Throughout SWEET, Ellzey returns to the origins of his process by focusing on elements of color, form, and composition. In paring down the recent works to their basics, Ellzey also simplified his inspirations and returned to his past. He began to revisit children’s books that formed his earliest visual memories and researched artists and designers that were working in the early sixties. Through this process he discovered the work of Mary Blair. An unsung hero of the Disney animation studios and creative force in advertising and design, Blair was responsible for the “It’s A Small World” attraction for the New York World’s Fair and then Disneyland. The juxtapositions of color with folk art patterning and imagery in her work hugely influenced his perception of the world as a child.
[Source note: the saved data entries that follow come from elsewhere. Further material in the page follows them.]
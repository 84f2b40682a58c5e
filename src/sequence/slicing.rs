//! Views over prefixes, suffixes and ranges of a slice.
//!
//! Every count and index is clamped to the slice bounds. The `*_while`
//! variants stop at the first element the predicate rejects and never look
//! past it.

/// Splits the slice into groups of `size` elements. The final group holds
/// the remaining elements when the length is not a multiple of `size`.
///
/// A `size` of zero puts every element into a single group.
///
/// # Examples
///
/// ```rust
/// use rudash::sequence::chunk;
///
/// assert_eq!(chunk(&["a", "b", "c", "d"], 2), vec![vec!["a", "b"], vec!["c", "d"]]);
/// assert_eq!(chunk(&[1, 2, 3], 2), vec![vec![1, 2], vec![3]]);
/// assert!(chunk::<i32>(&[], 2).is_empty());
/// ```
pub fn chunk<T: Clone>(items: &[T], size: usize) -> Vec<Vec<T>> {
    if items.is_empty() {
        return Vec::new();
    }
    if size == 0 {
        tracing::debug!(length = items.len(), "chunk size is zero, returning a single chunk");
        return vec![items.to_vec()];
    }
    items.chunks(size).map(<[T]>::to_vec).collect()
}

/// Returns the first `count` elements.
///
/// # Examples
///
/// ```rust
/// use rudash::sequence::take;
///
/// assert_eq!(take(&[1, 2, 3], 2), &[1, 2]);
/// assert_eq!(take(&[1, 2, 3], 5), &[1, 2, 3]);
/// assert!(take(&[1, 2, 3], 0).is_empty());
/// ```
#[inline]
pub fn take<T>(items: &[T], count: usize) -> &[T] {
    &items[..count.min(items.len())]
}

/// Returns the last `count` elements.
///
/// # Examples
///
/// ```rust
/// use rudash::sequence::take_right;
///
/// assert_eq!(take_right(&[1, 2, 3], 2), &[2, 3]);
/// assert_eq!(take_right(&[1, 2, 3], 5), &[1, 2, 3]);
/// ```
#[inline]
pub fn take_right<T>(items: &[T], count: usize) -> &[T] {
    &items[items.len().saturating_sub(count)..]
}

/// Returns the longest prefix whose elements all satisfy the predicate.
///
/// # Examples
///
/// ```rust
/// use rudash::sequence::take_while;
///
/// assert_eq!(take_while(&[1, 2, 5, 1], |value| *value < 3), &[1, 2]);
/// ```
pub fn take_while<T, P>(items: &[T], mut predicate: P) -> &[T]
where
    P: FnMut(&T) -> bool,
{
    let end = items
        .iter()
        .position(|item| !predicate(item))
        .unwrap_or(items.len());
    &items[..end]
}

/// Returns the longest suffix whose elements all satisfy the predicate.
///
/// # Examples
///
/// ```rust
/// use rudash::sequence::take_right_while;
///
/// assert_eq!(take_right_while(&[1, 5, 2, 1], |value| *value < 3), &[2, 1]);
/// ```
pub fn take_right_while<T, P>(items: &[T], mut predicate: P) -> &[T]
where
    P: FnMut(&T) -> bool,
{
    let start = items
        .iter()
        .rposition(|item| !predicate(item))
        .map_or(0, |index| index + 1);
    &items[start..]
}

/// Returns the slice without its first `count` elements.
///
/// # Examples
///
/// ```rust
/// use rudash::sequence::drop;
///
/// assert_eq!(drop(&[1, 2, 3], 1), &[2, 3]);
/// assert!(drop(&[1, 2, 3], 5).is_empty());
/// ```
#[inline]
pub fn drop<T>(items: &[T], count: usize) -> &[T] {
    &items[count.min(items.len())..]
}

/// Returns the slice without its last `count` elements.
///
/// # Examples
///
/// ```rust
/// use rudash::sequence::drop_right;
///
/// assert_eq!(drop_right(&[1, 2, 3], 1), &[1, 2]);
/// assert!(drop_right(&[1, 2, 3], 5).is_empty());
/// ```
#[inline]
pub fn drop_right<T>(items: &[T], count: usize) -> &[T] {
    &items[..items.len().saturating_sub(count)]
}

/// Drops elements from the front while the predicate holds.
///
/// # Examples
///
/// ```rust
/// use rudash::sequence::drop_while;
///
/// assert_eq!(drop_while(&[1, 2, 5, 1], |value| *value < 3), &[5, 1]);
/// ```
pub fn drop_while<T, P>(items: &[T], mut predicate: P) -> &[T]
where
    P: FnMut(&T) -> bool,
{
    let start = items
        .iter()
        .position(|item| !predicate(item))
        .unwrap_or(items.len());
    &items[start..]
}

/// Drops elements from the back while the predicate holds.
///
/// # Examples
///
/// ```rust
/// use rudash::sequence::drop_right_while;
///
/// assert_eq!(drop_right_while(&[1, 5, 2, 1], |value| *value < 3), &[1, 5]);
/// ```
pub fn drop_right_while<T, P>(items: &[T], mut predicate: P) -> &[T]
where
    P: FnMut(&T) -> bool,
{
    let end = items
        .iter()
        .rposition(|item| !predicate(item))
        .map_or(0, |index| index + 1);
    &items[..end]
}

/// Returns the elements from `start` up to, but not including, `end`.
///
/// `end` is clamped to the length and `start` is clamped to `end`, so an
/// inverted range yields an empty slice.
///
/// # Examples
///
/// ```rust
/// use rudash::sequence::slice;
///
/// assert_eq!(slice(&[1, 2, 3, 4], 1, 3), &[2, 3]);
/// assert_eq!(slice(&[1, 2, 3, 4], 2, 10), &[3, 4]);
/// assert!(slice(&[1, 2, 3, 4], 3, 1).is_empty());
/// ```
pub fn slice<T>(items: &[T], start: usize, end: usize) -> &[T] {
    let end = end.min(items.len());
    if start > end {
        tracing::trace!(start, end, "inverted slice range, returning empty");
        return &[];
    }
    &items[start..end]
}
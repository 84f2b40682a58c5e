#![cfg(all(feature = "serde", feature = "sequence"))]

//! Integration tests for serde support.
//!
//! `Nested` serializes untagged, so nested sequences map to plain JSON
//! arrays and scalars to plain JSON values.

use rstest::rstest;
use rudash::nested;
use rudash::sequence::{Depth, Nested, flatten_deep};

// =============================================================================
// Nested Integration Tests
// =============================================================================

#[rstest]
fn test_nested_serializes_as_plain_arrays() {
    let items = Nested::Sequence(nested![1, [2, 3]]);
    assert_eq!(serde_json::to_string(&items).unwrap(), "[1,[2,3]]");
}

#[rstest]
fn test_nested_json_roundtrip() {
    let items = Nested::Sequence(nested!["a", ["b", ["c"]], []]);
    let json = serde_json::to_string(&items).unwrap();
    let restored: Nested<String> = serde_json::from_str(&json).unwrap();
    assert_eq!(restored.depth(), items.depth());
    assert_eq!(restored.to_string(), items.to_string());
}

#[rstest]
fn test_nested_from_json_then_flatten() {
    let restored: Vec<Nested<i64>> = serde_json::from_str("[1, [2, [3, [4]], 5]]").unwrap();
    assert_eq!(flatten_deep(&restored), vec![1, 2, 3, 4, 5]);
}

#[rstest]
fn test_nested_scalar_roundtrip() {
    let scalar = Nested::Scalar(42);
    let json = serde_json::to_string(&scalar).unwrap();
    assert_eq!(json, "42");
    let restored: Nested<i32> = serde_json::from_str(&json).unwrap();
    assert_eq!(restored, scalar);
}

// =============================================================================
// Depth Integration Tests
// =============================================================================

#[rstest]
#[case(Depth::Levels(3))]
#[case(Depth::Levels(0))]
#[case(Depth::Unlimited)]
fn test_depth_json_roundtrip(#[case] depth: Depth) {
    let json = serde_json::to_string(&depth).unwrap();
    let restored: Depth = serde_json::from_str(&json).unwrap();
    assert_eq!(restored, depth);
}
//! Element access and index search.
//!
//! Absence is always reported as `None`; no function here panics on an
//! out-of-range position.

/// Gets the first element of the slice.
///
/// # Examples
///
/// ```rust
/// use rudash::sequence::head;
///
/// assert_eq!(head(&[1, 2, 3]), Some(&1));
/// assert_eq!(head::<i32>(&[]), None);
/// ```
#[inline]
pub fn head<T>(items: &[T]) -> Option<&T> {
    items.first()
}

/// Alias of [`head`].
#[inline]
pub fn first<T>(items: &[T]) -> Option<&T> {
    head(items)
}

/// Gets the last element of the slice.
///
/// # Examples
///
/// ```rust
/// use rudash::sequence::last;
///
/// assert_eq!(last(&[1, 2, 3]), Some(&3));
/// assert_eq!(last::<i32>(&[]), None);
/// ```
#[inline]
pub fn last<T>(items: &[T]) -> Option<&T> {
    items.last()
}

/// Gets the element at index `n`. A negative `n` counts from the end, so
/// `-1` is the last element.
///
/// # Examples
///
/// ```rust
/// use rudash::sequence::nth;
///
/// let items = ['a', 'b', 'c', 'd'];
/// assert_eq!(nth(&items, 1), Some(&'b'));
/// assert_eq!(nth(&items, -2), Some(&'c'));
/// assert_eq!(nth(&items, 4), None);
/// assert_eq!(nth(&items, -5), None);
/// ```
pub fn nth<T>(items: &[T], n: isize) -> Option<&T> {
    let index = if n >= 0 {
        n.unsigned_abs()
    } else {
        items.len().checked_sub(n.unsigned_abs())?
    };
    items.get(index)
}

/// Gets all but the last element.
///
/// # Examples
///
/// ```rust
/// use rudash::sequence::initial;
///
/// assert_eq!(initial(&[1, 2, 3]), &[1, 2]);
/// assert!(initial::<i32>(&[]).is_empty());
/// ```
#[inline]
pub fn initial<T>(items: &[T]) -> &[T] {
    items.split_last().map_or(&[], |(_, rest)| rest)
}

/// Gets all but the first element.
///
/// # Examples
///
/// ```rust
/// use rudash::sequence::tail;
///
/// assert_eq!(tail(&[1, 2, 3]), &[2, 3]);
/// assert!(tail::<i32>(&[]).is_empty());
/// ```
#[inline]
pub fn tail<T>(items: &[T]) -> &[T] {
    items.split_first().map_or(&[], |(_, rest)| rest)
}

/// Returns the index of the first element equal to `element`.
///
/// # Examples
///
/// ```rust
/// use rudash::sequence::index_of;
///
/// assert_eq!(index_of(&[1, 2, 1, 2], &2), Some(1));
/// assert_eq!(index_of(&[1, 2], &3), None);
/// ```
pub fn index_of<T: PartialEq>(items: &[T], element: &T) -> Option<usize> {
    items.iter().position(|candidate| candidate == element)
}

/// Returns the index of the last element equal to `element`.
///
/// # Examples
///
/// ```rust
/// use rudash::sequence::last_index_of;
///
/// assert_eq!(last_index_of(&[1, 2, 1, 2], &2), Some(3));
/// ```
pub fn last_index_of<T: PartialEq>(items: &[T], element: &T) -> Option<usize> {
    items.iter().rposition(|candidate| candidate == element)
}

/// Returns the index of the first element the predicate accepts.
///
/// # Examples
///
/// ```rust
/// use rudash::sequence::find_index;
///
/// assert_eq!(find_index(&[1, 4, 6], |value| value % 2 == 0), Some(1));
/// ```
pub fn find_index<T, P>(items: &[T], mut predicate: P) -> Option<usize>
where
    P: FnMut(&T) -> bool,
{
    items.iter().position(|candidate| predicate(candidate))
}

/// Returns the index of the first element that `comparison` judges equal to
/// `element`. The comparison receives `(element, candidate)`.
///
/// # Examples
///
/// ```rust
/// use rudash::sequence::find_index_with;
///
/// let close = |left: &f64, right: &f64| (left - right).abs() < 0.01;
/// assert_eq!(find_index_with(&[1.0, 2.001, 3.0], &2.0, close), Some(1));
/// ```
pub fn find_index_with<T, C>(items: &[T], element: &T, mut comparison: C) -> Option<usize>
where
    C: FnMut(&T, &T) -> bool,
{
    items
        .iter()
        .position(|candidate| comparison(element, candidate))
}

/// Returns the index of the last element the predicate accepts.
///
/// # Examples
///
/// ```rust
/// use rudash::sequence::find_last_index;
///
/// assert_eq!(find_last_index(&[1, 4, 6, 7], |value| value % 2 == 0), Some(2));
/// ```
pub fn find_last_index<T, P>(items: &[T], mut predicate: P) -> Option<usize>
where
    P: FnMut(&T) -> bool,
{
    items.iter().rposition(|candidate| predicate(candidate))
}

/// Returns the index of the last element that `comparison` judges equal to
/// `element`.
pub fn find_last_index_with<T, C>(items: &[T], element: &T, mut comparison: C) -> Option<usize>
where
    C: FnMut(&T, &T) -> bool,
{
    items
        .iter()
        .rposition(|candidate| comparison(element, candidate))
}

#[cfg(test)]
mod tests {
    use super::*;
    use rstest::rstest;

    #[rstest]
    #[case(0, Some(&10))]
    #[case(2, Some(&30))]
    #[case(3, None)]
    #[case(-1, Some(&30))]
    #[case(-3, Some(&10))]
    #[case(-4, None)]
    fn test_nth(#[case] n: isize, #[case] expected: Option<&i32>) {
        assert_eq!(nth(&[10, 20, 30], n), expected);
    }

    #[rstest]
    fn test_nth_on_empty() {
        assert_eq!(nth::<i32>(&[], 0), None);
        assert_eq!(nth::<i32>(&[], -1), None);
    }

    #[rstest]
    fn test_initial_single_element_is_empty() {
        assert!(initial(&[1]).is_empty());
    }

    #[rstest]
    fn test_tail_single_element_is_empty() {
        assert!(tail(&[1]).is_empty());
    }

    #[rstest]
    fn test_find_last_index_with_scans_from_the_right() {
        let same_parity = |left: &i32, right: &i32| left % 2 == right % 2;
        assert_eq!(find_last_index_with(&[2, 3, 4, 5], &0, same_parity), Some(2));
        assert_eq!(find_index_with(&[2, 3, 4, 5], &0, same_parity), Some(0));
    }

    #[rstest]
    fn test_index_of_not_found() {
        assert_eq!(index_of(&["a", "b"], &"z"), None);
        assert_eq!(last_index_of(&["a", "b"], &"z"), None);
    }
}
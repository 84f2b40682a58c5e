//! Functional operations over whole collections.
//!
//! - **Iteration**: [`map`], [`filter`], [`reject`], [`for_each`],
//!   [`for_each_right`], [`every`], [`some`], [`includes`], [`size`]
//! - **Folding**: [`reduce`], [`reduce_with_initial`], [`reduce_right`],
//!   [`reduce_right_with_initial`]
//! - **Searching**: [`find`], [`find_from`], [`find_last`], [`find_last_from`]
//! - **Grouping and ordering**: [`group_by`], [`count_by`], [`sort_by`]
//! - **Flat mapping**: [`flat_map`], [`flat_map_deep`], [`flat_map_depth`]
//! - **Randomness** (feature `random`): [`random::sample`],
//!   [`random::sample_size`], [`random::shuffle`]
//!
//! Iteratees and predicates receive each element by reference and are called
//! at most once per element per call.
//!
//! # Examples
//!
//! ```rust
//! use rudash::collection::{filter, map, reduce};
//!
//! let squares = map(&[1, 2, 3, 4], |value| value * value);
//! let even = filter(&squares, |value| value % 2 == 0);
//! assert_eq!(reduce(&even, |sum, value| sum + value), Some(20));
//! ```

mod flat_map;
mod fold;
mod group;
mod iterate;
mod search;

#[cfg(feature = "random")]
pub mod random;

pub use flat_map::{flat_map, flat_map_deep, flat_map_depth};
pub use fold::{reduce, reduce_right, reduce_right_with_initial, reduce_with_initial};
pub use group::{count_by, group_by, sort_by};
pub use iterate::{every, filter, for_each, for_each_right, includes, map, reject, size, some};
pub use search::{find, find_from, find_last, find_last_from};
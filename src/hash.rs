//! Hash container aliases used throughout the crate.
//!
//! Functions that need a hash table (`uniq`, `group_by`, `count_by`,
//! `from_pairs`, ...) build it through the aliases in this module, so the
//! hashing algorithm is chosen once at build time:
//!
//! - default: the standard library's SipHash (`RandomState`)
//! - `fxhash`: `rustc-hash`'s `FxBuildHasher`
//! - `ahash`: `ahash::RandomState`
//!
//! When both `fxhash` and `ahash` are enabled, `fxhash` wins.
//!
//! # Examples
//!
//! ```rust
//! use rudash::hash::{HashMap, new_map};
//!
//! let mut counts: HashMap<&str, usize> = new_map();
//! *counts.entry("a").or_insert(0) += 1;
//! assert_eq!(counts.get("a"), Some(&1));
//! ```

#[cfg(feature = "fxhash")]
/// The hasher builder selected for this build.
pub type BuildHasher = rustc_hash::FxBuildHasher;

#[cfg(all(feature = "ahash", not(feature = "fxhash")))]
/// The hasher builder selected for this build.
pub type BuildHasher = ahash::RandomState;

#[cfg(not(any(feature = "fxhash", feature = "ahash")))]
/// The hasher builder selected for this build.
pub type BuildHasher = std::collections::hash_map::RandomState;

/// A `HashMap` using the crate-wide hasher.
pub type HashMap<K, V> = std::collections::HashMap<K, V, BuildHasher>;

/// A `HashSet` using the crate-wide hasher.
pub type HashSet<T> = std::collections::HashSet<T, BuildHasher>;

/// Creates an empty [`HashMap`] with the crate-wide hasher.
#[inline]
pub fn new_map<K, V>() -> HashMap<K, V> {
    HashMap::with_hasher(BuildHasher::default())
}

/// Creates an empty [`HashSet`] with the crate-wide hasher.
#[inline]
pub fn new_set<T>() -> HashSet<T> {
    HashSet::with_hasher(BuildHasher::default())
}

/// Creates an empty [`HashSet`] able to hold `capacity` elements without
/// reallocating.
#[inline]
pub fn set_with_capacity<T>(capacity: usize) -> HashSet<T> {
    HashSet::with_capacity_and_hasher(capacity, BuildHasher::default())
}
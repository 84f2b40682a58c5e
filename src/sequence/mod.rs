//! Slice primitives.
//!
//! This module provides the building blocks the other modules are written
//! in terms of:
//!
//! - **Access**: [`head`], [`last`], [`nth`], [`initial`], [`tail`] and the
//!   index searches ([`index_of`], [`find_index`], ...)
//! - **Views**: [`take`], [`drop`], [`slice`] and their `right`/`while`
//!   variants, plus [`chunk`]
//! - **In-place mutation**: [`fill`], [`reverse`], [`pull`], [`pull_at`],
//!   [`remove`]
//! - **Combination**: [`compact`], [`concat`], [`join`], [`from_pairs`],
//!   [`zip`]
//! - **Nesting**: [`Nested`], [`Depth`], [`flatten`], [`flatten_depth`],
//!   [`flatten_deep`] and the [`nested!`](crate::nested) macro
//!
//! Views borrow from their input and never allocate. Operations that build
//! new content clone the elements they keep.
//!
//! # Laws
//!
//! ```text
//! concat(take(s, n), drop(s, n)) == s
//! concat_slices(chunk(s, k)) == s          (k > 0)
//! reverse(reverse(s)) == s
//! flatten_deep(flat) == flat               (for a sequence of scalars)
//! ```
//!
//! # Examples
//!
//! ```rust
//! use rudash::sequence::{chunk, drop, take};
//!
//! let letters = ["a", "b", "c", "d"];
//! assert_eq!(chunk(&letters, 2), vec![vec!["a", "b"], vec!["c", "d"]]);
//!
//! let mut rebuilt = take(&letters, 1).to_vec();
//! rebuilt.extend_from_slice(drop(&letters, 1));
//! assert_eq!(rebuilt, letters);
//! ```

mod access;
mod combine;
mod mutation;
mod nested;
mod slicing;

pub use access::{
    find_index, find_index_with, find_last_index, find_last_index_with, first, head, index_of,
    initial, last, last_index_of, nth, tail,
};
pub use combine::{compact, concat, concat_slices, from_pairs, join, zip, zip_with};
pub use mutation::{fill, fill_in_range, pull, pull_all, pull_all_with, pull_at, remove, reverse};
pub use nested::{Depth, Nested, flatten, flatten_deep, flatten_depth};
pub use slicing::{
    chunk, drop, drop_right, drop_right_while, drop_while, slice, take, take_right,
    take_right_while, take_while,
};
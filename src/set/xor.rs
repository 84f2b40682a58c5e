//! Symmetric difference across any number of slices.
//!
//! The N-ary operation folds a pairwise step over the inputs. Each step
//! deduplicates both sides, keeps the left elements without a match on the
//! right, then appends the right elements that were never matched:
//!
//! ```text
//! xor([1, 2, 3], [2, 3, 4]) == [1, 4]
//! xor(a, b, c) == xor(xor(a, b), c)
//! ```
//!
//! The pairwise step is a linear scan per element, O(n·m).

use std::hash::Hash;

use super::uniq::{uniq, uniq_with};

fn xor_pair<T, M>(left: Vec<T>, mut right: Vec<T>, mut matches: M) -> Vec<T>
where
    M: FnMut(&T, &T) -> bool,
{
    let mut result = Vec::with_capacity(left.len() + right.len());
    for item in left {
        if right.iter().any(|other| matches(&item, other)) {
            right.retain(|other| !matches(&item, other));
        } else {
            result.push(item);
        }
    }
    result.append(&mut right);
    result
}

fn first_per_key<K: PartialEq, T>(keyed: Vec<(K, T)>) -> Vec<(K, T)> {
    let mut result: Vec<(K, T)> = Vec::with_capacity(keyed.len());
    for (key, item) in keyed {
        if !result.iter().any(|(kept, _)| *kept == key) {
            result.push((key, item));
        }
    }
    result
}

/// Returns the symmetric difference of the slices: the values that occur in
/// an odd number of the pairwise folds, in order of appearance.
///
/// No slice gives an empty result; a single slice is returned as a copy.
///
/// # Examples
///
/// ```rust
/// use rudash::set::xor;
///
/// assert_eq!(xor(&[&[1, 2, 3][..], &[2, 3, 4]]), vec![1, 4]);
/// assert_eq!(xor(&[&[2, 1][..], &[2, 3]]), vec![1, 3]);
/// ```
pub fn xor<T>(slices: &[&[T]]) -> Vec<T>
where
    T: Eq + Hash + Clone,
{
    let Some((first, rest)) = slices.split_first() else {
        return Vec::new();
    };
    rest.iter().fold(first.to_vec(), |accumulated, slice| {
        xor_pair(uniq(&accumulated), uniq(*slice), |left, right| left == right)
    })
}

/// Like [`xor`], but elements match when `iteratee` derives equal keys from
/// them. The iteratee runs once per input element.
///
/// # Examples
///
/// ```rust
/// use rudash::set::xor_by;
///
/// let floored = |value: &f64| value.floor() as i64;
/// assert_eq!(xor_by(&[&[2.1, 1.2][..], &[2.3, 3.4]], floored), vec![1.2, 3.4]);
/// ```
pub fn xor_by<T, K, F>(slices: &[&[T]], mut iteratee: F) -> Vec<T>
where
    T: Clone,
    K: PartialEq,
    F: FnMut(&T) -> K,
{
    let Some((first, rest)) = slices.split_first() else {
        return Vec::new();
    };
    let mut keyed = |slice: &[T]| -> Vec<(K, T)> {
        slice
            .iter()
            .map(|item| (iteratee(item), item.clone()))
            .collect()
    };
    let initial = keyed(*first);
    rest.iter()
        .fold(initial, |accumulated, slice| {
            xor_pair(
                first_per_key(accumulated),
                first_per_key(keyed(*slice)),
                |left, right| left.0 == right.0,
            )
        })
        .into_iter()
        .map(|(_, item)| item)
        .collect()
}

/// Like [`xor`], but elements match when `comparison` accepts them.
///
/// # Examples
///
/// ```rust
/// use rudash::set::xor_with;
///
/// let objects = [(1, 2), (2, 1)];
/// let others = [(1, 1), (1, 2)];
/// let result = xor_with(&[&objects[..], &others[..]], |left, right| left == right);
/// assert_eq!(result, vec![(2, 1), (1, 1)]);
/// ```
pub fn xor_with<T, C>(slices: &[&[T]], mut comparison: C) -> Vec<T>
where
    T: Clone,
    C: FnMut(&T, &T) -> bool,
{
    let Some((first, rest)) = slices.split_first() else {
        return Vec::new();
    };
    rest.iter().fold(first.to_vec(), |accumulated, slice| {
        let left = uniq_with(&accumulated, &mut comparison);
        let right = uniq_with(*slice, &mut comparison);
        xor_pair(left, right, &mut comparison)
    })
}
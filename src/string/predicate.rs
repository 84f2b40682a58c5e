//! Prefix and suffix checks. Positions and lengths count characters.

fn char_boundary(text: &str, position: usize) -> usize {
    text.char_indices()
        .nth(position)
        .map_or(text.len(), |(offset, _)| offset)
}

/// Returns `true` if `text` starts with `target`.
pub fn starts_with(text: &str, target: &str) -> bool {
    text.starts_with(target)
}

/// Returns `true` if the part of `text` from character `position` on starts
/// with `target`. A position past the end leaves an empty string.
///
/// # Examples
///
/// ```rust
/// use rudash::string::starts_with_from;
///
/// assert!(starts_with_from("Hello", "el", 1));
/// assert!(!starts_with_from("Hello", "el", 2));
/// ```
pub fn starts_with_from(text: &str, target: &str, position: usize) -> bool {
    text[char_boundary(text, position)..].starts_with(target)
}

/// Returns `true` if `text` ends with `target`.
pub fn ends_with(text: &str, target: &str) -> bool {
    text.ends_with(target)
}

/// Returns `true` if the first `position` characters of `text` end with
/// `target`. A position past the end considers the whole string.
///
/// # Examples
///
/// ```rust
/// use rudash::string::ends_with_from;
///
/// assert!(ends_with_from("Hello World", "l", 10));
/// assert!(!ends_with_from("Hello World", "l", 11));
/// assert!(ends_with_from("Hello World", "d", 100));
/// ```
pub fn ends_with_from(text: &str, target: &str, position: usize) -> bool {
    text[..char_boundary(text, position)].ends_with(target)
}

/// Returns `true` if the last `length` characters of `text` contain
/// `target`. A length past the end considers the whole string.
///
/// # Examples
///
/// ```rust
/// use rudash::string::ends_with_by_length;
///
/// assert!(ends_with_by_length("Hello World", "Wor", 5));
/// assert!(!ends_with_by_length("Hello World", "Wor", 4));
/// ```
pub fn ends_with_by_length(text: &str, target: &str, length: usize) -> bool {
    let skipped = text.chars().count().saturating_sub(length);
    text[char_boundary(text, skipped)..].contains(target)
}
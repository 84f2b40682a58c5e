//! Nested flattening benchmark.
//!
//! Measures `flatten`, `flatten_depth` and `flatten_deep` over balanced trees
//! of increasing depth. Every tree holds the same number of scalars per level
//! so the cost of descending is visible.

use criterion::{BenchmarkId, Criterion, criterion_group, criterion_main};
use rudash::sequence::{Depth, Nested, flatten, flatten_deep, flatten_depth};
use std::hint::black_box;

const DEPTHS: [usize; 4] = [1, 2, 4, 6];
const BRANCHING: usize = 4;

/// Builds a tree where every sequence holds `BRANCHING` children and one scalar.
fn build_tree(depth: usize, counter: &mut u64) -> Vec<Nested<u64>> {
    let mut level = Vec::with_capacity(BRANCHING + 1);
    *counter += 1;
    level.push(Nested::Scalar(*counter));
    if depth > 0 {
        for _ in 0..BRANCHING {
            level.push(Nested::Sequence(build_tree(depth - 1, counter)));
        }
    }
    level
}

fn benchmark_flatten(criterion: &mut Criterion) {
    let mut group = criterion.benchmark_group("nested_flatten");

    for depth in DEPTHS {
        let tree = build_tree(depth, &mut 0);
        group.bench_with_input(BenchmarkId::new("flatten", depth), &tree, |bencher, tree| {
            bencher.iter(|| black_box(flatten(black_box(tree))));
        });
        group.bench_with_input(BenchmarkId::new("flatten_depth_2", depth), &tree, |bencher, tree| {
            bencher.iter(|| black_box(flatten_depth(black_box(tree), Depth::Levels(2))));
        });
        group.bench_with_input(BenchmarkId::new("flatten_deep", depth), &tree, |bencher, tree| {
            bencher.iter(|| black_box(flatten_deep(black_box(tree))));
        });
    }

    group.finish();
}

criterion_group!(benches, benchmark_flatten);
criterion_main!(benches);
Blair’s work as well as the styles of Alexander Girard and Charles and Ray Eames have guided the color and energy of Ellzey’s new body of work.

During this tumultuous political season, the process of creating these pieces, as well as the imagery and materials involved, has been a bulwark against a daily barrage of cynicism and acrimony. SWEET is unabashedly happy and optimistic, and Ellzey hopes his audience will be similarly inspired.

Artist Biography:

Brantley Ellzey is an architect and artist who has operated an independent studio in the Crosstown neighborhood of Memphis since 2010. With degrees in Architecture and Theater Design from Tulane University, Ellzey creates art that illustrates the precision and structural form of architecture while embodying the colorful thrill and drama of the theater. His works consist primarily of paper from magazines, books and other printed media which he deconstructs, rolls and methodically builds into complex, layered forms. Drawing from the themes of the selected materials, he expresses the anatomy of a journal, making the subject and content visually apparent in the piece with lines, color and overall construction. His work is in numerous private and corporate collections throughout the United States, such as Le Bonheur Children’s Hospital, West Cancer Center, Bass Berry + Sims, Wunderlich Securities, and Iberia Bank. Examples of his architectural work are First Congregational Church, The Museum of Modern Spinal Surgery at Medtronic, The Kemmons Wilson Exhibit at the Kemmons Wilson School of Hospitality and Resort Management at University of Memphis, the renovation of Immaculate Conception Cathedral, and Ballet Memphis (Cordova).